Al di là del fatturato. La Juventus ha più debiti, il Napoli è una società più leggera

Al di là del fatturato. La Juventus ha più debiti, il Napoli è una società più leggera

Sarri, Allegri e il fatturato. Sembra una di quelle storie a fumetti  in cui i due antagonisti bramano per un tesoro irraggiungibile, magari da trovare dopo mille peripezie. E invece è la storia delle ultime settimane di Juventus-Napoli, che è una partita di calcio e vale un pezzo di scudetto. Ma è anche di più, molto di più, e non per le rivalità di campanile che agitano i tifosi: Juve-Napoli è anche la sfida tra due club che sono due modelli diversi, due gestioni diverse. Oggi, come ieri, come sempre.
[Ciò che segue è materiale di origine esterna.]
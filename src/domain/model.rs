use chrono::{DateTime, Utc};
use serde::de::{MapAccess, Visitor};
use serde::ser::SerializeMap;
use serde::{Deserialize, Deserializer, Serialize, Serializer};
use std::fmt;

/// Ordered mapping from crate name to the pre-rendered HTML descriptor
/// fragments for that crate's implementors.
///
/// Keys are unique; entry order is the order the generator emitted and is
/// preserved through (de)serialization, which is why this is not a plain
/// `HashMap`. Descriptor strings are opaque and passed through verbatim.
#[derive(Debug, Clone, Default, PartialEq, Eq)]
pub struct ImplementorMap {
    entries: Vec<(String, Vec<String>)>,
}

impl ImplementorMap {
    pub fn new() -> Self {
        Self::default()
    }

    /// Inserts a crate entry. A duplicate key replaces the existing entry
    /// in place, keeping its original position.
    pub fn insert(&mut self, crate_name: impl Into<String>, descriptors: Vec<String>) {
        let crate_name = crate_name.into();
        if let Some(slot) = self.entries.iter_mut().find(|(k, _)| *k == crate_name) {
            slot.1 = descriptors;
        } else {
            self.entries.push((crate_name, descriptors));
        }
    }

    pub fn get(&self, crate_name: &str) -> Option<&[String]> {
        self.entries
            .iter()
            .find(|(k, _)| k == crate_name)
            .map(|(_, v)| v.as_slice())
    }

    pub fn contains(&self, crate_name: &str) -> bool {
        self.entries.iter().any(|(k, _)| k == crate_name)
    }

    /// Number of crate entries (including ones with no implementors).
    pub fn len(&self) -> usize {
        self.entries.len()
    }

    pub fn is_empty(&self) -> bool {
        self.entries.is_empty()
    }

    /// Total descriptor strings across all entries.
    pub fn implementor_count(&self) -> usize {
        self.entries.iter().map(|(_, v)| v.len()).sum()
    }

    pub fn crate_names(&self) -> impl Iterator<Item = &str> {
        self.entries.iter().map(|(k, _)| k.as_str())
    }

    pub fn iter(&self) -> impl Iterator<Item = (&str, &[String])> {
        self.entries.iter().map(|(k, v)| (k.as_str(), v.as_slice()))
    }
}

impl FromIterator<(String, Vec<String>)> for ImplementorMap {
    fn from_iter<I: IntoIterator<Item = (String, Vec<String>)>>(iter: I) -> Self {
        let mut map = Self::new();
        for (k, v) in iter {
            map.insert(k, v);
        }
        map
    }
}

impl Serialize for ImplementorMap {
    fn serialize<S: Serializer>(&self, serializer: S) -> Result<S::Ok, S::Error> {
        let mut map = serializer.serialize_map(Some(self.entries.len()))?;
        for (k, v) in &self.entries {
            map.serialize_entry(k, v)?;
        }
        map.end()
    }
}

struct ImplementorMapVisitor;

impl<'de> Visitor<'de> for ImplementorMapVisitor {
    type Value = ImplementorMap;

    fn expecting(&self, f: &mut fmt::Formatter) -> fmt::Result {
        f.write_str("a map of crate names to arrays of descriptor strings")
    }

    fn visit_map<A: MapAccess<'de>>(self, mut access: A) -> Result<Self::Value, A::Error> {
        let mut map = ImplementorMap::new();
        // Duplicate keys take the last occurrence, like a JS object literal.
        while let Some((key, value)) = access.next_entry::<String, Vec<String>>()? {
            map.insert(key, value);
        }
        Ok(map)
    }
}

impl<'de> Deserialize<'de> for ImplementorMap {
    fn deserialize<D: Deserializer<'de>>(deserializer: D) -> Result<Self, D::Error> {
        deserializer.deserialize_map(ImplementorMapVisitor)
    }
}

/// One implementors file as read from the store, before parsing.
#[derive(Debug, Clone)]
pub struct SourceFile {
    pub path: String,
    pub contents: String,
}

/// One implementors file after the mapping has been extracted.
#[derive(Debug, Clone)]
pub struct ParsedFile {
    pub path: String,
    pub map: ImplementorMap,
}

#[derive(Debug, Clone, Serialize, Deserialize)]
pub struct SummaryRow {
    pub file: String,
    pub crate_name: String,
    pub implementor_count: usize,
}

#[derive(Debug, Clone, Serialize, Deserialize)]
pub struct ScanSummary {
    pub generated_at: DateTime<Utc>,
    pub files: usize,
    pub crates: usize,
    pub implementors: usize,
    pub rows: Vec<SummaryRow>,
}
Il fatturato, appunto: si parte e si parta da qui, forse. Marco Bellinazzo, firma del Sole24Ore ed esperto di economia applicata al calcio, disegna in questo modo la differenza tra le due società: la Juventus ha un fatturato strutturale, che esclude gli introiti della Champions League (89 milioni) e le plusvalenze (20 milioni), di circa 240 milioni. Il Napoli, invece, si attesta sui 130, sempre al netto dei ricavi relativi ai premi partita europei e al player trading. Se invece volessimo considerare il fatturato totale, la forbice finisce per allargarsi: di 348 milioni quello registrato dalla Juventus nell’ultimo esercizio, pari a 143 quello del Napoli. Quindi, Sarri, sul fatturato, non ha fatto altro che riportare un dato di fatto.

Nonostante l’ampia differenza tra i ricavi dei due club, i bianconeri hanno scongiurato il rosso di bilancio solo nell’ultimo esercizio, chiuso in attivo di (appena) 2,3 milioni di euro. Il Napoli ha fatto il percorso inverso, con otto anni di conti positivi (dal 2007 al 2014) e con il primo segno meno riferito alla stagione terminata lo scorso maggio (-13,2 milioni di euro). Secondo Bellinazzo, però, il trend è destinato a cambiare: la Juventus paga un forte indebitamento (195 milioni di euro), legato soprattutto agli investimenti infrastrutturali (Stadium in primis, ma anche il nuovo J Center in costruzione nell’area della Continassa) e al potenziamento della rosa post-Calciopoli. Soprattutto sui primi, si potrebbe discutere molto: il Napoli non ha patrimoni immobiliari, De Laurentiis potrebbe vendere la società domani mattina senza lasciare assolutamente nulla al nuovo acquirente, esclusi ovviamente i cartellini dei calciatori. Ma è proprio qui che la gestione di Adl diventa oculata, ben più di quella dela Juventus. Secondo il nuovo regolamento Uefa e Figc, esiste una percentuale tra fatturato e spese per la rosa. Per la Uefa gli ingaggi non devono superare il 70% del fatturato, per la Figc la somma traingaggi e ammortamenti (il cosiddetto “costo della rosa”) non deve superare l’’80% del fatturato. La Juventus (costo medio annuale della rosa pari a 222 milioni) si attesta intorno al 70%; il Napoli (costo medio annuale della rosa 126 milioni) gravita intorno al 60%. Altra voce è quella del monte ingaggi: vale 124 milioni per la Juventus (leader in Serie A) e 74 per il Napoli. In mezzo, gli stipendi di Inter (94), Milan (101) e Roma (113).

Immagine tratta da www.goal.com

Poi, infine, c’è il mercato: secondo Bellinazzo, entrambi i club stanno investendo forte su giovani calciatori italiani, e questo potrebbe fruttare molto nel medio termine sia sul piano sportivo che su quello finanziario. Secondo statistiche non ufficiali (soprattutto riferite alle operazioni del Napoli, i bianconeri sono quotati in borsa e devono render conto di tutti i movimenti agli azionisti), la Juve ha speso circa 450 milioni incassandone 250. Il Napoli ha invece speso poco più di 300 e incassato 180 milioni. Quella che per Bellinazzo è la «indubbia solidità finanziaria» del club di De Laurentiis nasce non tanto da queste cifre, quanto dal saper incastonare perfettamente le plusvalenze di mercato a bilancio. Grazie ai 64 milioni incassati per la cessione di Cavani, estate 2013, il Napoli è riuscito a mantenere in rosa tutti i suoi grandi giocatori nonostante la mancata qualificazione Champions, nel 2014 e nel 2015. E ora, a distanza di due anni e mezzo, contende lo scudetto alla Juventus, pur senza possederne i reali mezzi economici. E Sarri, battibeccando a distanza con Allegri, non ha fatto altro che ricordare e dire questo.